(We called it "crick," not "creek.")
Mine was a nondescript little stream with tin cans, broken bottles and lots of unmentionable junk in it, guaranteed to gash the feet of anyone who dared to wade barefoot there.
But it was a playground for those kids whose imagination knew no bounds!
In the summertime, for instance, it became the Congo, the Mississippi or the Little Big Horn, depending, of course, on whether we played Tarzan, Huckleberry Finn or cowboys and Indians. (Nobody wanted to be General Custer then.)
We hunted for snapping turtles which we took to a wizened old ex-slave as a peace-offering so she wouldn't practice voodoo against us-at least that's what we thought.

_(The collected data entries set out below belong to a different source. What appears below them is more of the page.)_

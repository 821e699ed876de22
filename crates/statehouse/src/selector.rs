//! Memoized projections of state.
//!
//! A [`Selector`] remembers its last input and output. A compound selector
//! evaluates a tuple of selectors and memoizes on their results instead of on
//! the raw input, so a derived value keeps its reference across state changes
//! that none of its inputs care about.

use std::rc::Rc;

use crate::memoize::{LastResult, Memoizer};
use crate::shallow_eq::ShallowEq;

/// A memoized function from `I` (usually `Rc<State>`) to `R`.
///
/// Cloning a selector shares its cache.
pub struct Selector<I, R> {
    run: Rc<dyn Fn(&I) -> R>,
}

impl<I, R> Clone for Selector<I, R> {
    fn clone(&self) -> Self {
        Self {
            run: Rc::clone(&self.run),
        }
    }
}

impl<I, R> Selector<I, R> {
    /// Evaluate the selector against `input`
    pub fn select(&self, input: &I) -> R {
        (self.run)(input)
    }
}

impl<I, R> std::fmt::Debug for Selector<I, R> {
    fn fmt(&self, f: &mut std::fmt::Formatter<'_>) -> std::fmt::Result {
        f.debug_struct("Selector").finish_non_exhaustive()
    }
}

/// Build a selector memoized with [`LastResult`].
pub fn create_selector<I, R, F>(projection: F) -> Selector<I, R>
where
    I: ShallowEq + Clone + 'static,
    R: Clone + 'static,
    F: Fn(&I) -> R + 'static,
{
    create_selector_with(projection, LastResult)
}

/// Build a selector with an explicit memoization strategy.
pub fn create_selector_with<I, R, F, M>(projection: F, memoizer: M) -> Selector<I, R>
where
    I: ShallowEq + Clone + 'static,
    R: Clone + 'static,
    F: Fn(&I) -> R + 'static,
    M: Memoizer,
{
    let memoized = memoizer.memoize(projection);
    Selector {
        run: Rc::new(move |input: &I| memoized(input.clone())),
    }
}

/// A non-empty tuple of selectors over the same input.
///
/// Implemented for tuples of one to eight [`Selector`]s. `Output` is the tuple
/// of their results, in order.
pub trait SelectorTuple<I> {
    type Output: ShallowEq + Clone + 'static;

    /// Run every selector against `input`, first to last.
    fn select_all(&self, input: &I) -> Self::Output;
}

macro_rules! selector_tuple {
    ($($name:ident $idx:tt),+) => {
        impl<I, $($name),+> SelectorTuple<I> for ($(Selector<I, $name>,)+)
        where
            $($name: ShallowEq + Clone + 'static),+
        {
            type Output = ($($name,)+);

            fn select_all(&self, input: &I) -> Self::Output {
                ($(self.$idx.select(input),)+)
            }
        }
    };
}

selector_tuple!(A 0);
selector_tuple!(A 0, B 1);
selector_tuple!(A 0, B 1, C 2);
selector_tuple!(A 0, B 1, C 2, D 3);
selector_tuple!(A 0, B 1, C 2, D 3, E 4);
selector_tuple!(A 0, B 1, C 2, D 3, E 4, F 5);
selector_tuple!(A 0, B 1, C 2, D 3, E 4, F 5, G 6);
selector_tuple!(A 0, B 1, C 2, D 3, E 4, F 5, G 6, H 7);

/// Combine the results of several selectors into one derived value.
///
/// `combine` receives the results as a tuple, e.g. `|(todos, filter)| ...`,
/// and only runs when at least one result changed under [`ShallowEq`].
pub fn create_compound_selector<I, T, R, C>(selectors: T, combine: C) -> Selector<I, R>
where
    I: 'static,
    T: SelectorTuple<I> + 'static,
    R: Clone + 'static,
    C: Fn(T::Output) -> R + 'static,
{
    create_compound_selector_with(selectors, combine, LastResult)
}

/// [`create_compound_selector`] with an explicit memoization strategy.
pub fn create_compound_selector_with<I, T, R, C, M>(
    selectors: T,
    combine: C,
    memoizer: M,
) -> Selector<I, R>
where
    I: 'static,
    T: SelectorTuple<I> + 'static,
    R: Clone + 'static,
    C: Fn(T::Output) -> R + 'static,
    M: Memoizer,
{
    let combined = memoizer.memoize(move |results: &T::Output| combine(results.clone()));
    Selector {
        run: Rc::new(move |input: &I| combined(selectors.select_all(input))),
    }
}

#[cfg(test)]
mod tests {
    use super::*;
    use crate::memoize::NoMemo;
    use pretty_assertions::assert_eq;
    use std::cell::Cell;

    #[derive(Debug, Clone, PartialEq)]
    struct TestState {
        foo: i32,
        tags: Rc<Vec<String>>,
    }

    fn state(foo: i32) -> Rc<TestState> {
        Rc::new(TestState {
            foo,
            tags: Rc::new(vec!["a".to_string()]),
        })
    }

    #[test]
    fn test_identity_selector() {
        let s = state(99);
        let selector = create_selector(|s: &Rc<TestState>| Rc::clone(s));

        let result = selector.select(&s);
        assert_eq!(*result, *s);
    }

    #[test]
    fn test_selector_memoizes_by_reference() {
        let s = state(99);
        let selector = create_selector(|_: &Rc<TestState>| Rc::new(Vec::<u8>::new()));

        let first = selector.select(&s);
        let second = selector.select(&s);

        assert!(first.is_empty());
        assert!(Rc::ptr_eq(&first, &second));
    }

    #[test]
    fn test_selector_recomputes_for_new_state() {
        let calls = Rc::new(Cell::new(0));
        let counter = Rc::clone(&calls);
        let selector = create_selector(move |s: &Rc<TestState>| {
            counter.set(counter.get() + 1);
            s.foo
        });

        assert_eq!(selector.select(&state(1)), 1);
        // equal contents, new allocation
        assert_eq!(selector.select(&state(1)), 1);
        assert_eq!(calls.get(), 2);
    }

    #[test]
    fn test_cloned_selector_shares_cache() {
        let calls = Rc::new(Cell::new(0));
        let counter = Rc::clone(&calls);
        let selector = create_selector(move |s: &Rc<TestState>| {
            counter.set(counter.get() + 1);
            s.foo * 10
        });
        let other = selector.clone();

        let s = state(3);
        assert_eq!(selector.select(&s), 30);
        assert_eq!(other.select(&s), 30);
        assert_eq!(calls.get(), 1);
    }

    #[test]
    fn test_selector_with_no_memo() {
        let calls = Rc::new(Cell::new(0));
        let counter = Rc::clone(&calls);
        let selector = create_selector_with(
            move |s: &Rc<TestState>| {
                counter.set(counter.get() + 1);
                s.foo
            },
            NoMemo,
        );

        let s = state(1);
        selector.select(&s);
        selector.select(&s);
        assert_eq!(calls.get(), 2);
    }

    #[test]
    fn test_compound_selector_combines_results() {
        let s = state(100);
        let selector_a = create_selector(|s: &Rc<TestState>| s.foo);
        let selector_b = create_selector(|s: &Rc<TestState>| s.foo * 2);

        let selector_ab = create_compound_selector((selector_a, selector_b), |(a, b)| a + b);

        assert_eq!(selector_ab.select(&s), 300);
    }

    #[test]
    fn test_compound_selector_memoizes() {
        let s = state(100);
        let selector_a = create_selector(|s: &Rc<TestState>| Rc::clone(s));
        let selector_b = create_selector(|s: &Rc<TestState>| Rc::clone(s));

        let selector_ab =
            create_compound_selector((selector_a, selector_b), |_| Rc::new(Vec::<u8>::new()));

        let first = selector_ab.select(&s);
        let second = selector_ab.select(&s);
        assert!(Rc::ptr_eq(&first, &second));
    }

    #[test]
    fn test_compound_selector_stable_across_unrelated_change() {
        let calls = Rc::new(Cell::new(0));
        let counter = Rc::clone(&calls);

        let tags = create_selector(|s: &Rc<TestState>| Rc::clone(&s.tags));
        let tag_count = create_compound_selector((tags,), move |(tags,)| {
            counter.set(counter.get() + 1);
            Rc::new(tags.len())
        });

        let before = state(1);
        // same tags allocation, different foo and a new state reference
        let after = Rc::new(TestState {
            foo: 2,
            tags: Rc::clone(&before.tags),
        });
        assert!(!Rc::ptr_eq(&before, &after));

        let first = tag_count.select(&before);
        let second = tag_count.select(&after);

        assert!(Rc::ptr_eq(&first, &second));
        assert_eq!(calls.get(), 1);
    }

    #[test]
    fn test_compound_selector_heterogeneous_results() {
        let s = state(4);
        let foo = create_selector(|s: &Rc<TestState>| s.foo);
        let tags = create_selector(|s: &Rc<TestState>| Rc::clone(&s.tags));
        let even = create_selector(|s: &Rc<TestState>| s.foo % 2 == 0);

        let summary = create_compound_selector((foo, tags, even), |(foo, tags, even)| {
            format!("{foo}:{}:{even}", tags.join(","))
        });

        assert_eq!(summary.select(&s), "4:a:true");
    }

    #[test]
    fn test_compound_selector_recomputes_when_a_result_changes() {
        let calls = Rc::new(Cell::new(0));
        let counter = Rc::clone(&calls);
        let foo = create_selector(|s: &Rc<TestState>| s.foo);
        let doubled = create_compound_selector((foo,), move |(foo,)| {
            counter.set(counter.get() + 1);
            foo * 2
        });

        assert_eq!(doubled.select(&state(1)), 2);
        assert_eq!(doubled.select(&state(1)), 2); // new state, same foo
        assert_eq!(doubled.select(&state(5)), 10);
        assert_eq!(calls.get(), 2);
    }
}
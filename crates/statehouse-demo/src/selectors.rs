use std::rc::Rc;

use statehouse::{create_compound_selector, create_selector, Selector};

use crate::state::{Filter, Todo, TodoState};

type State = Rc<TodoState>;

/// Derived views of the todo list
///
/// `visible` and `remaining` only recompute when the todo list or the filter
/// actually changed, so their results keep their reference otherwise.
#[derive(Debug, Clone)]
pub struct TodoSelectors {
    pub todos: Selector<State, Rc<Vec<Todo>>>,
    pub filter: Selector<State, Filter>,
    pub visible: Selector<State, Rc<Vec<Todo>>>,
    pub remaining: Selector<State, usize>,
}

impl TodoSelectors {
    pub fn new() -> Self {
        let todos = create_selector(|state: &State| Rc::clone(&state.todos));
        let filter = create_selector(|state: &State| state.filter);

        let visible = create_compound_selector(
            (todos.clone(), filter.clone()),
            |(todos, filter): (Rc<Vec<Todo>>, Filter)| {
                log::trace!("recomputing visible todos for {:?}", filter);
                Rc::new(
                    todos
                        .iter()
                        .filter(|todo| filter.matches(todo))
                        .cloned()
                        .collect::<Vec<_>>(),
                )
            },
        );

        let remaining = create_compound_selector((todos.clone(),), |(todos,): (Rc<Vec<Todo>>,)| {
            todos.iter().filter(|todo| !todo.done).count()
        });

        Self {
            todos,
            filter,
            visible,
            remaining,
        }
    }
}

impl Default for TodoSelectors {
    fn default() -> Self {
        Self::new()
    }
}

#[cfg(test)]
mod tests {
    use super::*;
    use pretty_assertions::assert_eq;

    fn state() -> State {
        Rc::new(TodoState {
            todos: Rc::new(vec![
                Todo {
                    id: 1,
                    title: "a".to_string(),
                    done: true,
                },
                Todo {
                    id: 2,
                    title: "b".to_string(),
                    done: false,
                },
            ]),
            filter: Filter::All,
        })
    }

    #[test]
    fn test_visible_respects_filter() {
        let selectors = TodoSelectors::new();
        let all = state();
        let active = Rc::new(TodoState {
            filter: Filter::Active,
            ..(*all).clone()
        });

        assert_eq!(selectors.visible.select(&all).len(), 2);
        assert_eq!(selectors.visible.select(&active)[0].title, "b");
        assert_eq!(selectors.remaining.select(&active), 1);
    }

    #[test]
    fn test_visible_keeps_reference_for_equal_inputs() {
        let selectors = TodoSelectors::new();
        let first_state = state();
        // new state, same todos and filter
        let second_state = Rc::new((*first_state).clone());

        let first = selectors.visible.select(&first_state);
        let second = selectors.visible.select(&second_state);
        assert!(Rc::ptr_eq(&first, &second));
    }
}
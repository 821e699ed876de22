use std::path::PathBuf;

use thiserror::Error;

/// Errors raised while loading store configuration.
#[derive(Debug, Error)]
pub enum ConfigError {
    /// The config file exists but could not be read.
    #[error("Failed to read config file {}: {source}", .path.display())]
    Io {
        path: PathBuf,
        #[source]
        source: std::io::Error,
    },

    /// The config file is not valid TOML or has fields of the wrong type.
    #[error("Failed to parse config: {0}")]
    Parse(#[from] toml::de::Error),

    /// `log_level` is not one of error, warn, info, debug, trace.
    #[error("Unknown log level: {0}")]
    UnknownLevel(String),
}
//! Logger hooks invoked around every plain-action dispatch.
//!
//! The store calls, in order: `log_start`, `log_state(Prev)`, `log_action`,
//! then after the reducers ran `log_state(Next)` and `log_end`. A reducer panic
//! skips the last two.

use std::cell::RefCell;
use std::fmt::{self, Debug};
use std::rc::Rc;

use crate::action::Action;

/// Log target used by [`DiagnosticLogger`]
pub const LOG_TARGET: &str = "statehouse::store";

/// Which side of the reducer fold a state snapshot comes from.
#[derive(Debug, Clone, Copy, PartialEq, Eq)]
pub enum Stage {
    Prev,
    Next,
}

impl fmt::Display for Stage {
    fn fmt(&self, f: &mut fmt::Formatter<'_>) -> fmt::Result {
        match self {
            Stage::Prev => write!(f, "prev"),
            Stage::Next => write!(f, "next"),
        }
    }
}

/// Observability hooks around a dispatch.
pub trait Logger<S, A> {
    fn log_start(&self, action: &A);
    fn log_action(&self, action: &A);
    fn log_state(&self, state: &S, stage: Stage);
    fn log_end(&self);
}

impl<S, A, L: Logger<S, A> + ?Sized> Logger<S, A> for Box<L> {
    fn log_start(&self, action: &A) {
        (**self).log_start(action)
    }

    fn log_action(&self, action: &A) {
        (**self).log_action(action)
    }

    fn log_state(&self, state: &S, stage: Stage) {
        (**self).log_state(state, stage)
    }

    fn log_end(&self) {
        (**self).log_end()
    }
}

/// Does nothing. Use it where dispatch output would only be noise, e.g. tests.
#[derive(Debug, Clone, Copy, Default)]
pub struct NoopLogger;

impl<S, A> Logger<S, A> for NoopLogger {
    fn log_start(&self, _action: &A) {}
    fn log_action(&self, _action: &A) {}
    fn log_state(&self, _state: &S, _stage: Stage) {}
    fn log_end(&self) {}
}

/// Writes every dispatch through the `log` facade.
///
/// The start line carries the action type; the remaining lines of the same
/// dispatch are indented under it:
///
/// ```text
/// dispatch todos/add
///   prev state TodoState { .. }
///   action Add("milk")
///   next state TodoState { .. }
/// ```
///
/// The logger keeps no per-dispatch state, so a dispatch cut short by a
/// reducer panic does not affect the lines of later ones.
#[derive(Debug, Clone, Copy)]
pub struct DiagnosticLogger {
    level: log::Level,
    log_state: bool,
}

impl DiagnosticLogger {
    pub fn new(level: log::Level) -> Self {
        Self {
            level,
            log_state: true,
        }
    }

    /// Skip the prev/next state dumps, which can be large
    pub fn without_state(mut self) -> Self {
        self.log_state = false;
        self
    }

    fn start_line(action: &impl Action) -> String {
        format!("dispatch {}", action.action_type())
    }

    fn action_line(action: &impl Action) -> String {
        format!("  action {:?}", action)
    }

    fn state_line(state: &impl Debug, stage: Stage) -> String {
        format!("  {} state {:?}", stage, state)
    }
}

impl Default for DiagnosticLogger {
    fn default() -> Self {
        Self::new(log::Level::Debug)
    }
}

impl<S: Debug, A: Action> Logger<S, A> for DiagnosticLogger {
    fn log_start(&self, action: &A) {
        log::log!(target: LOG_TARGET, self.level, "{}", Self::start_line(action));
    }

    fn log_action(&self, action: &A) {
        log::log!(target: LOG_TARGET, self.level, "{}", Self::action_line(action));
    }

    fn log_state(&self, state: &S, stage: Stage) {
        if self.log_state {
            log::log!(target: LOG_TARGET, self.level, "{}", Self::state_line(state, stage));
        }
    }

    fn log_end(&self) {}
}

/// One recorded logger hook call.
#[derive(Debug, Clone, PartialEq, Eq)]
pub enum LogEvent {
    Start(String),
    Action(String),
    State(Stage),
    End,
}

/// Keeps every hook call in memory.
///
/// Clones share the same record, so keep a clone before handing the logger to
/// a store.
#[derive(Debug, Clone, Default)]
pub struct RecordingLogger {
    events: Rc<RefCell<Vec<LogEvent>>>,
}

impl RecordingLogger {
    pub fn new() -> Self {
        Self::default()
    }

    pub fn events(&self) -> Vec<LogEvent> {
        self.events.borrow().clone()
    }

    /// Number of recorded calls matching `predicate`
    pub fn count(&self, predicate: impl Fn(&LogEvent) -> bool) -> usize {
        self.events.borrow().iter().filter(|event| predicate(event)).count()
    }

    pub fn clear(&self) {
        self.events.borrow_mut().clear();
    }

    fn record(&self, event: LogEvent) {
        self.events.borrow_mut().push(event);
    }
}

impl<S, A: Action> Logger<S, A> for RecordingLogger {
    fn log_start(&self, action: &A) {
        self.record(LogEvent::Start(action.action_type().to_string()));
    }

    fn log_action(&self, action: &A) {
        self.record(LogEvent::Action(action.action_type().to_string()));
    }

    fn log_state(&self, _state: &S, stage: Stage) {
        self.record(LogEvent::State(stage));
    }

    fn log_end(&self) {
        self.record(LogEvent::End);
    }
}
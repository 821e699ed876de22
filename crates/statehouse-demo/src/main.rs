use std::env;

use anyhow::Context;
use statehouse::{Action, StoreConfig};

mod actions;
mod app;
mod logging;
mod reducers;
mod selectors;
mod state;

use actions::TodoAction;
use app::{add_unique_todos, build_store, complete_all};
use selectors::TodoSelectors;
use state::{Filter, TodoState};

fn main() -> anyhow::Result<()> {
    // An explicit config path wins over the CWD/home lookup
    let config = match env::args().nth(1) {
        Some(path) => StoreConfig::from_file(&path)
            .with_context(|| format!("Failed to load config from {}", path))?,
        None => StoreConfig::load(),
    };

    logging::init(&config);
    log::info!("Starting statehouse-demo");

    let store = build_store(TodoState::default(), &config);
    let selectors = TodoSelectors::new();

    let render = selectors.clone();
    let unsubscribe = store.subscribe(move |state, action: &TodoAction| {
        let visible = render.visible.select(state);
        println!(
            "[{}] {} visible ({:?}), {} remaining",
            action.action_type(),
            visible.len(),
            render.filter.select(state),
            render.remaining.select(state)
        );
    });

    store.dispatch_thunk(add_unique_todos(vec![
        "buy milk".to_string(),
        "write docs".to_string(),
        "buy milk".to_string(),
        "fix the flaky test".to_string(),
    ]));
    store.dispatch(TodoAction::Toggle(1));
    store.dispatch(TodoAction::SetFilter(Filter::Active));
    store.dispatch(TodoAction::Add("   ".to_string()));

    let state = store.get_state();
    println!("Active todos:");
    for todo in selectors.visible.select(&state).iter() {
        println!("  #{} {}", todo.id, todo.title);
    }

    store.dispatch_thunk(complete_all);
    store.dispatch(TodoAction::SetFilter(Filter::Completed));
    store.dispatch(TodoAction::ClearCompleted);
    unsubscribe.unsubscribe();

    log::info!(
        "Exiting statehouse-demo with {} todos left",
        selectors.todos.select(&store.get_state()).len()
    );
    Ok(())
}
use statehouse::Action;

use crate::state::Filter;

/// Actions represent all possible state changes in the todo list.
/// Action types are prefixed by the slice of state they affect.
#[derive(Debug, Clone, PartialEq)]
pub enum TodoAction {
    /// Append a todo with the given title
    Add(String),
    /// Flip the done flag of the todo with this id
    Toggle(u32),
    /// Drop every finished todo
    ClearCompleted,
    SetFilter(Filter),
}

impl Action for TodoAction {
    fn action_type(&self) -> &str {
        match self {
            TodoAction::Add(_) => "todos/add",
            TodoAction::Toggle(_) => "todos/toggle",
            TodoAction::ClearCompleted => "todos/clear_completed",
            TodoAction::SetFilter(_) => "filter/set",
        }
    }
}
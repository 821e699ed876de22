//! Application State

use std::rc::Rc;

use statehouse::ShallowEq;

#[derive(Debug, Clone, PartialEq)]
pub struct Todo {
    pub id: u32,
    pub title: String,
    pub done: bool,
}

/// Which todos the list shows
#[derive(Debug, Clone, Copy, Default, PartialEq, Eq)]
pub enum Filter {
    #[default]
    All,
    Active,
    Completed,
}

impl Filter {
    pub fn matches(self, todo: &Todo) -> bool {
        match self {
            Filter::All => true,
            Filter::Active => !todo.done,
            Filter::Completed => todo.done,
        }
    }
}

impl ShallowEq for Filter {
    fn shallow_eq(&self, other: &Self) -> bool {
        self == other
    }
}

/// Application state
#[derive(Debug, Clone, Default, PartialEq)]
pub struct TodoState {
    pub todos: Rc<Vec<Todo>>,
    pub filter: Filter,
}
//! Single-slot memoization.
//!
//! A memoized function remembers only its most recent arguments and result.
//! N-ary functions take their arguments as a tuple; see [`ShallowEq`] for how
//! arguments are compared.

use std::cell::RefCell;

use crate::shallow_eq::ShallowEq;

/// A boxed memoized function, as produced by a [`Memoizer`].
pub type MemoizedFn<Args, R> = Box<dyn Fn(Args) -> R>;

/// Wrap `f` so that calling it again with shallow-equal arguments returns the
/// cached result instead of recomputing.
///
/// The first call always computes. The cache is not borrowed while `f` runs,
/// so `f` may call back into the memoized function.
pub fn memoize_last_result<Args, R, F>(f: F) -> impl Fn(Args) -> R
where
    Args: ShallowEq,
    R: Clone,
    F: Fn(&Args) -> R,
{
    let cache: RefCell<Option<(Args, R)>> = RefCell::new(None);

    move |args: Args| {
        if let Some((last_args, last_result)) = &*cache.borrow() {
            if last_args.shallow_eq(&args) {
                return last_result.clone();
            }
        }

        let result = f(&args);
        *cache.borrow_mut() = Some((args, result.clone()));
        result
    }
}

/// Strategy used by selectors to memoize their projection.
pub trait Memoizer {
    fn memoize<Args, R, F>(&self, f: F) -> MemoizedFn<Args, R>
    where
        Args: ShallowEq + 'static,
        R: Clone + 'static,
        F: Fn(&Args) -> R + 'static;
}

/// Remember the last call only. This is the default for selectors.
#[derive(Debug, Clone, Copy, Default)]
pub struct LastResult;

impl Memoizer for LastResult {
    fn memoize<Args, R, F>(&self, f: F) -> MemoizedFn<Args, R>
    where
        Args: ShallowEq + 'static,
        R: Clone + 'static,
        F: Fn(&Args) -> R + 'static,
    {
        Box::new(memoize_last_result(f))
    }
}

/// Never cache; every call recomputes.
#[derive(Debug, Clone, Copy, Default)]
pub struct NoMemo;

impl Memoizer for NoMemo {
    fn memoize<Args, R, F>(&self, f: F) -> MemoizedFn<Args, R>
    where
        Args: ShallowEq + 'static,
        R: Clone + 'static,
        F: Fn(&Args) -> R + 'static,
    {
        Box::new(move |args: Args| f(&args))
    }
}

#[cfg(test)]
mod tests {
    use super::*;
    use pretty_assertions::assert_eq;
    use std::cell::Cell;
    use std::rc::Rc;

    #[test]
    fn test_first_call_computes_then_caches() {
        let calls = Rc::new(Cell::new(0));
        let counter = Rc::clone(&calls);
        let double = memoize_last_result(move |x: &u32| {
            counter.set(counter.get() + 1);
            x * 2
        });

        assert_eq!(double(2), 4);
        assert_eq!(double(2), 4);
        assert_eq!(calls.get(), 1);

        assert_eq!(double(3), 6);
        assert_eq!(calls.get(), 2);
    }

    #[test]
    fn test_only_one_slot_is_kept() {
        let calls = Rc::new(Cell::new(0));
        let counter = Rc::clone(&calls);
        let square = memoize_last_result(move |x: &i64| {
            counter.set(counter.get() + 1);
            x * x
        });

        square(2);
        square(3);
        square(2); // evicted by the call with 3
        assert_eq!(calls.get(), 3);
    }

    #[test]
    fn test_cached_result_is_same_reference() {
        let make = memoize_last_result(|(a, b): &(u8, u8)| Rc::new(vec![*a, *b]));

        let first = make((1, 2));
        let second = make((1, 2));
        assert!(Rc::ptr_eq(&first, &second));

        let third = make((1, 3));
        assert!(!Rc::ptr_eq(&first, &third));
    }

    #[test]
    fn test_argument_count_mismatch_recomputes() {
        let calls = Rc::new(Cell::new(0));
        let counter = Rc::clone(&calls);
        let sum = memoize_last_result(move |args: &Vec<u32>| {
            counter.set(counter.get() + 1);
            args.iter().sum::<u32>()
        });

        assert_eq!(sum(vec![1, 2]), 3);
        assert_eq!(sum(vec![1, 2, 0]), 3); // trailing extra argument
        assert_eq!(sum(vec![1, 2]), 3);
        assert_eq!(calls.get(), 3);
    }

    #[test]
    fn test_arguments_compare_by_reference() {
        let calls = Rc::new(Cell::new(0));
        let counter = Rc::clone(&calls);
        let len = memoize_last_result(move |s: &Rc<String>| {
            counter.set(counter.get() + 1);
            s.len()
        });

        let shared = Rc::new("hello".to_string());
        len(Rc::clone(&shared));
        len(Rc::clone(&shared));
        assert_eq!(calls.get(), 1);

        len(Rc::new("hello".to_string()));
        assert_eq!(calls.get(), 2);
    }

    #[test]
    fn test_no_memo_always_recomputes() {
        let calls = Rc::new(Cell::new(0));
        let counter = Rc::clone(&calls);
        let f = NoMemo.memoize(move |x: &u32| {
            counter.set(counter.get() + 1);
            *x
        });

        f(1);
        f(1);
        assert_eq!(calls.get(), 2);
    }

    #[test]
    fn test_last_result_memoizer() {
        let calls = Rc::new(Cell::new(0));
        let counter = Rc::clone(&calls);
        let f = LastResult.memoize(move |x: &u32| {
            counter.set(counter.get() + 1);
            *x + 1
        });

        assert_eq!(f(1), 2);
        assert_eq!(f(1), 2);
        assert_eq!(calls.get(), 1);
    }
}
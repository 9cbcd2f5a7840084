//! # Transport Errors
//!
//! Failures raised below the client core: establishing a session and moving
//! one command/reply pair across it.

use std::io;

use thiserror::Error;

/// Failure while sending a command or reading its reply.
///
/// All variants are recoverable from the client's point of view: the caller
/// may reconnect and retry.
#[derive(Debug, Error)]
pub enum TransportError {
    /// Network or IO failure while reading/writing.
    #[error("io error: {0}")]
    Io(#[from] io::Error),
    /// RESP2 framing or parse error.
    #[error("protocol error: {0}")]
    Protocol(String),
    /// The peer closed the stream before a reply arrived.
    #[error("reply is null")]
    NoReply,
    /// No live session exists to send on.
    #[error("not connected")]
    NotConnected,
}

/// Failure while establishing a session with the server.
#[derive(Debug, Error)]
pub enum ConnectError {
    /// Neither a socket path nor a host and port were configured.
    #[error("no endpoint configured: need a socket path or a host and port")]
    NoEndpoint,
    /// Host and port could not be resolved to a socket address.
    #[error("invalid address: {0}")]
    InvalidAddress(String),
    /// The platform cannot open local socket paths.
    #[error("unix socket endpoints are not supported on this platform")]
    UnsupportedSocket,
    /// The connect call itself failed.
    #[error("failed to connect to {endpoint}: {source}")]
    Io {
        endpoint: String,
        #[source]
        source: io::Error,
    },
}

In the winter-when ice covered the rocks and refuse-we battled it out in a game called shinny, a form of hockey-but you could never confuse the two.
It was unorganized mayhem in our narrow rink when screaming kids-mostly in bib overalls-hacked away with their homemade cudgels, not caring if they hit each other because blood-letting was part of the sport.
The puck was a Carnation condensed milk can, which after a few whacks, became a lethal weapon capable of knocking out teeth or otherwise inflicting bodily harm on one another.
We chose sides, and the object of the game was to drive the Carnation milk can over the opponents' goal. But, as I recall, nobody kept score, and the fun was in the flailing.
We also tried (unsuccessfully) to trap weasels, muskrats and mink which we knew shared the unbabbling brook with us. What we would have done with one had we caught it is anybody's guess!
I think mothers suffered the most. They were unhappy when we came home with our overall legs wet – not to mention bleeding. We could have stayed in the house and played parcheesi or checkers, as far as it was their concern.
We could become rich, too, by sloshing around in the crick we told them. By turning over a few rocks, we could catch a lot of crawdads (we called them crabs then), and we could sell them to fishermen for bait.
I replayed the scene over and over again as I told Phyllis about my youthful shenanigans. The youngsters of today don't know what it's like to get all wet from seining with a gunny sack or bleeding from a misfired Carnation condensed milk can.
Needless to say, it's a shame when all they've got to look forward to is iPod music when they could be bleeding from a wild game of shinny.
I think I was right when I wrote that every child should have a crick in his or her life. We wouldn't need so many head-shrinkers if we had more kids looking for more blood-suckers between their toes instead of watching so much television.
There wasn't much obesity in bib overalls either when shinny was played on the frozen crick!